Drinking alcohol responsibly, what does that mean?

By Master Sgt. Joseph Hayne 628th Comptroller Squadron

As I sat at the hotel bar, sipping whiskey on the rocks, I thought about the opportunity that had been presented to me - author a piece for the Commander's Commentary. People, who know me well, know I often enjoy expressing my thoughts via written form. However, I have often embarked upon such endeavors in informal settings and with a passion that enabled me to express my thoughts with a sort of scornful veracity.  I reminded myself that this forum was not the venue for such an approach.  I knew once I had decided upon a topic, I needed to convey my sentiments with professionalism. Sitting amongst the other patrons who were discussing a myriad of issues including impending football games, I explored my thoughts, trying to determine an appropriate subject to write about.  There were numerous areas I could discuss but I felt the need to ensure I shared my personal experiences.  I took another sip of my drink and had an epiphany.

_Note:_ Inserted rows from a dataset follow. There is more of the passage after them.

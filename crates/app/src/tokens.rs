//! Random opaque token generation.

use rand::{rngs::OsRng, seq::SliceRandom};

const BASE36: &[u8; 36] = b"0123456789abcdefghijklmnopqrstuvwxyz";

/// Length of an opaque access token.
pub const OPAQUE_TOKEN_LEN: usize = 26;

/// Prefix marking simulated payment transaction ids.
pub const TRANSACTION_ID_PREFIX: &str = "TESTE";

const TRANSACTION_ID_SUFFIX_LEN: usize = 13;

/// Random lowercase base36 string of `len` characters.
#[must_use]
pub fn base36(len: usize) -> String {
    let mut rng = OsRng;

    (0..len)
        .filter_map(|_| BASE36.choose(&mut rng).copied())
        .map(char::from)
        .collect()
}

/// Opaque token used for course access grants.
#[must_use]
pub fn opaque_token() -> String {
    base36(OPAQUE_TOKEN_LEN)
}

/// Transaction id attached to a simulated payment payload.
#[must_use]
pub fn transaction_id() -> String {
    format!("{TRANSACTION_ID_PREFIX}{}", base36(TRANSACTION_ID_SUFFIX_LEN))
}

#[cfg(test)]
mod tests {
    use super::*;

    #[test]
    fn opaque_tokens_are_lowercase_base36() {
        let token = opaque_token();

        assert_eq!(token.len(), OPAQUE_TOKEN_LEN);
        assert!(
            token
                .chars()
                .all(|c| c.is_ascii_digit() || c.is_ascii_lowercase()),
            "unexpected character in {token}"
        );
    }

    #[test]
    fn opaque_tokens_differ_between_calls() {
        assert_ne!(opaque_token(), opaque_token());
    }

    #[test]
    fn transaction_ids_carry_the_test_prefix() {
        let txid = transaction_id();

        assert!(txid.starts_with(TRANSACTION_ID_PREFIX));
        assert_eq!(txid.len(), TRANSACTION_ID_PREFIX.len() + 13);
    }
}
//! Quotes service.

use std::{sync::Arc, time::Duration};

use async_trait::async_trait;
use mockall::automock;
use tokio::time;
use tracing::info;

use crate::{
    clock::Clock,
    domain::quotes::{
        data::NewQuote,
        errors::QuotesServiceError,
        records::{QuoteRecord, QuoteUuid},
        repository::QuotesRepository,
    },
};

/// Pause before a quote request is acknowledged.
pub const DEFAULT_ACK_DELAY: Duration = Duration::from_millis(1_500);

/// Records quote requests and acknowledges them after a fixed pause.
#[derive(Clone)]
pub struct InboxQuotesService {
    quotes: Arc<dyn QuotesRepository>,
    clock: Arc<dyn Clock>,
    ack_delay: Duration,
}

impl InboxQuotesService {
    #[must_use]
    pub fn new(
        quotes: Arc<dyn QuotesRepository>,
        clock: Arc<dyn Clock>,
        ack_delay: Duration,
    ) -> Self {
        Self {
            quotes,
            clock,
            ack_delay,
        }
    }
}

#[async_trait]
impl QuotesService for InboxQuotesService {
    async fn submit_quote(&self, quote: NewQuote) -> Result<QuoteRecord, QuotesServiceError> {
        if !quote.is_complete() {
            return Err(QuotesServiceError::MissingRequiredData);
        }

        let record = QuoteRecord {
            uuid: QuoteUuid::new(),
            email: quote.email,
            whatsapp: quote.whatsapp,
            description: quote.description,
            received_at: self.clock.now(),
        };

        info!(
            quote = %record.uuid,
            email = %record.email,
            whatsapp = %record.whatsapp,
            description = %record.description,
            "quote requested"
        );

        self.quotes.put_quote(record.clone()).await?;

        time::sleep(self.ack_delay).await;

        Ok(record)
    }
}

#[automock]
#[async_trait]
pub trait QuotesService: Send + Sync {
    /// Validate, record and acknowledge a quote request.
    async fn submit_quote(&self, quote: NewQuote) -> Result<QuoteRecord, QuotesServiceError>;
}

When I was a 19 year old airman and still brand new to the Air Force, my supervisor, SSgt "Shall Remain Anonymous," who, coincidentally, retired as a CMSgt, encouraged my sponsor to take me out for drinks.  Since that time, our Air Force culture has continually evolved and behaviors which were acceptable as little as two decades ago could be very detrimental, if not entirely career ending, today.  As I reflected upon this transition, it led me to ponder if alcohol should still have a place within the culture of the profession of arms.

Does alcohol have a place in the profession of arms?  Of course it does. Drinking alcohol has been a component of military service and the profession of arms culture since antiquity.  Aside from the more healthy forms of stress release, imbibing alcohol has often afforded fighting men and women an opportunity to momentarily alleviate many of the burdens that sometimes coincide with military service.  Additionally, indulging in drink with a group of peers can contribute to the building of rapport.  An example of this behavior is when we celebrate the promotion of our colleagues.

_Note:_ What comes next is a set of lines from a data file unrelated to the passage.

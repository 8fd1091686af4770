//! Manually advanced clock for time-dependent service tests.

use std::sync::Mutex;

use jiff::{SignedDuration, Timestamp};

use crate::clock::Clock;

#[derive(Debug)]
pub(crate) struct ManualClock {
    now: Mutex<Timestamp>,
}

impl ManualClock {
    pub(crate) fn starting_at(now: Timestamp) -> Self {
        Self {
            now: Mutex::new(now),
        }
    }

    pub(crate) fn advance(&self, by: SignedDuration) -> Result<(), jiff::Error> {
        let mut now = self.now.lock().unwrap_or_else(|poisoned| poisoned.into_inner());

        *now = now.checked_add(by)?;

        Ok(())
    }
}

impl Clock for ManualClock {
    fn now(&self) -> Timestamp {
        *self.now.lock().unwrap_or_else(|poisoned| poisoned.into_inner())
    }
}
//! Shared application domain and storage modules.

pub mod clock;
pub mod context;
pub mod domain;
pub mod storage;
pub mod tokens;

#[cfg(test)]
mod test;

mod uuids;

pub use uuids::TypedUuid;
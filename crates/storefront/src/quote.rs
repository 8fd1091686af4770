//! Custom-work quote form.

use crate::{
    api::{QuoteAck, QuoteSubmission, StorefrontApi},
    errors::StorefrontError,
};

/// Quote form as typed by the shopper.
#[derive(Debug, Clone, Default, PartialEq, Eq)]
pub struct QuoteForm {
    pub email: String,
    pub whatsapp: String,
    pub description: String,
}

impl QuoteForm {
    /// Reject blank fields before anything is sent.
    ///
    /// # Errors
    ///
    /// Returns [`StorefrontError::IncompleteQuote`] when any field is blank.
    pub fn validate(self) -> Result<QuoteSubmission, StorefrontError> {
        let blank = [&self.email, &self.whatsapp, &self.description]
            .iter()
            .any(|field| field.trim().is_empty());

        if blank {
            return Err(StorefrontError::IncompleteQuote);
        }

        Ok(QuoteSubmission {
            email: self.email,
            whatsapp: self.whatsapp,
            description: self.description,
        })
    }
}

/// Validate and submit a quote request.
///
/// # Errors
///
/// Returns an error when the form is incomplete or the API call fails.
pub async fn submit_quote(
    api: &dyn StorefrontApi,
    form: QuoteForm,
) -> Result<QuoteAck, StorefrontError> {
    let submission = form.validate()?;

    api.request_quote(submission)
        .await
        .map_err(StorefrontError::QuoteRejected)
}

#[cfg(test)]
mod tests {
    use testresult::TestResult;

    use crate::{
        api::{ApiClientError, MockStorefrontApi},
        errors::{INCOMPLETE_QUOTE_ALERT, QUOTE_FAILED_ALERT},
    };

    use super::*;

    fn form() -> QuoteForm {
        QuoteForm {
            email: "ana@example.com".to_string(),
            whatsapp: "+55 11 99999-0000".to_string(),
            description: "Landing page".to_string(),
        }
    }

    #[tokio::test]
    async fn blank_fields_are_rejected_locally() {
        let mut api = MockStorefrontApi::new();

        api.expect_request_quote().never();

        let result = submit_quote(
            &api,
            QuoteForm {
                whatsapp: "  ".to_string(),
                ..form()
            },
        )
        .await;

        assert!(matches!(result, Err(StorefrontError::IncompleteQuote)));
        assert_eq!(
            result.err().as_ref().map(StorefrontError::alert),
            Some(INCOMPLETE_QUOTE_ALERT)
        );
    }

    #[tokio::test]
    async fn complete_form_is_submitted() -> TestResult {
        let mut api = MockStorefrontApi::new();

        api.expect_request_quote()
            .once()
            .withf(|quote| quote.description == "Landing page")
            .return_once(|_| {
                Ok(QuoteAck {
                    success: true,
                    message: "Solicitação recebida com sucesso!".to_string(),
                })
            });

        let ack = submit_quote(&api, form()).await?;

        assert!(ack.success);

        Ok(())
    }

    #[tokio::test]
    async fn api_failures_surface_the_quote_alert() {
        let mut api = MockStorefrontApi::new();

        api.expect_request_quote().once().return_once(|_| {
            Err(ApiClientError::Rejected {
                status: 500,
                message: "Erro ao processar solicitação".to_string(),
            })
        });

        let result = submit_quote(&api, form()).await;

        assert_eq!(
            result.err().as_ref().map(StorefrontError::alert),
            Some(QUOTE_FAILED_ALERT)
        );
    }
}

There is nothing inherently wrong with drinking so long as one drinks responsibly.   Yet, what exactly does "drinking responsibly" mean?  I'd be remiss if I didn't ask this question but, more importantly, if I didn't attempt to answer it.   In a nutshell, I think that drinking responsibly could be summarized as not drinking so much you become so intoxicated that your decisions and actions could inflict injury to yourself and/or others or bring discredit to yourself and the United States Air Force.

However, a dichotomy exists within this explanation.  Your judgment becomes impaired when you drink, oftentimes so subtly that you are unaware of the impairment.  Ultimately, this makes "drinking responsibly" an increasingly more challenging task with each subsequent drink.  As a result, drinking can become a vice and, while imperfection is part of being human, we are encouraged to strive for excellence within the USAF. Mastering your vice can be a mark of such excellence.  At the very least, it is a sign of the self-discipline required for military service.

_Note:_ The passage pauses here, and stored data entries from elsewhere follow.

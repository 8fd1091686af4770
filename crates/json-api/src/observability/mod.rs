//! Observability setup and request tracing middleware.

use thiserror::Error;

mod init;
mod metrics;
mod otel;
mod request;
mod settings;

pub(crate) use init::Observability;
pub(crate) use metrics::{metrics_handler, observe_order_issued, observe_payment_check};
pub(crate) use request::request_logging;

/// Errors raised while initialising observability.
#[derive(Debug, Error)]
pub(crate) enum ObservabilityError {
    /// Failed to build OTLP exporter.
    #[error("failed to build OTLP exporter: {0}")]
    OtlpExporter(#[from] opentelemetry_otlp::ExporterBuildError),

    /// Failed to initialise tracing subscriber.
    #[error("failed to initialise tracing subscriber: {0}")]
    TracingSubscriber(#[from] tracing_subscriber::util::TryInitError),
}
//! Request Quote Handler

use std::sync::Arc;

use salvo::{oapi::ToSchema, prelude::*};
use serde::{Deserialize, Serialize};
use serde_json::Value;

use vitrine_app::domain::quotes::data::NewQuote;

use crate::{
    errors::ApiError,
    extensions::*,
    quotes::errors::{INCOMPLETE_DATA, into_api_error},
    state::State,
};

const RECEIVED: &str = "Solicitação recebida com sucesso!";

/// Quote Request
///
/// Fields accept strings or numbers; contact numbers often arrive unquoted.
#[derive(Debug, Deserialize)]
pub(crate) struct QuoteRequest {
    pub email: Option<Value>,
    pub whatsapp: Option<Value>,
    pub descricao: Option<Value>,
}

/// Anything other than a string or number counts as missing.
fn field_text(value: Option<Value>) -> String {
    match value {
        Some(Value::String(text)) => text,
        Some(Value::Number(number)) => number.to_string(),
        _ => String::new(),
    }
}

impl From<QuoteRequest> for NewQuote {
    fn from(request: QuoteRequest) -> Self {
        NewQuote {
            email: field_text(request.email),
            whatsapp: field_text(request.whatsapp),
            description: field_text(request.descricao),
        }
    }
}

/// Quote Acknowledgement Response
#[derive(Debug, Serialize, Deserialize, ToSchema)]
pub(crate) struct QuoteReceivedResponse {
    pub success: bool,
    pub message: String,
}

/// Request Quote Handler
///
/// Records a custom-work quote request.
#[endpoint(
    tags("quotes"),
    summary = "Request a quote",
    responses(
        (status_code = StatusCode::OK, description = "Quote request received"),
    ),
)]
pub(crate) async fn handler(
    req: &mut Request,
    depot: &mut Depot,
) -> Result<Json<QuoteReceivedResponse>, ApiError> {
    let state = depot.obtain_or_500::<Arc<State>>()?;

    let request = req
        .parse_json::<QuoteRequest>()
        .await
        .map_err(|_malformed| ApiError::bad_request(INCOMPLETE_DATA))?;

    state
        .app
        .quotes
        .submit_quote(request.into())
        .await
        .map_err(into_api_error)?;

    Ok(Json(QuoteReceivedResponse {
        success: true,
        message: RECEIVED.to_string(),
    }))
}
//! Orders Data

use crate::domain::{
    access::records::AccessToken,
    orders::{
        amount::Amount,
        records::{OrderRecord, OrderStatus, OrderUuid, ProductKind},
    },
};

/// New Order Data
#[derive(Debug, Clone, PartialEq, Eq)]
pub struct NewOrder {
    pub amount: Amount,
    pub kind: ProductKind,
}

/// A freshly issued order together with its payment code.
#[derive(Debug, Clone, PartialEq, Eq)]
pub struct IssuedOrder {
    pub uuid: OrderUuid,
    /// Scannable code as a data URI.
    pub qr_code: String,
    /// Raw key the payer can copy instead of scanning.
    pub payment_key: String,
    pub amount: Amount,
}

/// Outcome of a settlement check.
#[derive(Debug, Clone, PartialEq, Eq)]
pub struct PaymentCheck {
    pub status: OrderStatus,
    pub kind: ProductKind,
    pub access_token: Option<AccessToken>,
}

impl From<OrderRecord> for PaymentCheck {
    fn from(order: OrderRecord) -> Self {
        Self {
            status: order.status,
            kind: order.kind,
            access_token: order.access_token,
        }
    }
}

This leads me to the point of my commentary. How can we master this vice?  Only two answers readily come to mind; either abstain from drinking altogether or prepare properly!  I prefer the latter.  If we know that we're going to drink, we must exercise prudence.  It behooves each service member to assure that they have adequate means of transportation when they decide to drink outside of their homes.  Of equal importance is ensuring that we have sufficient recovery time before reporting for duty.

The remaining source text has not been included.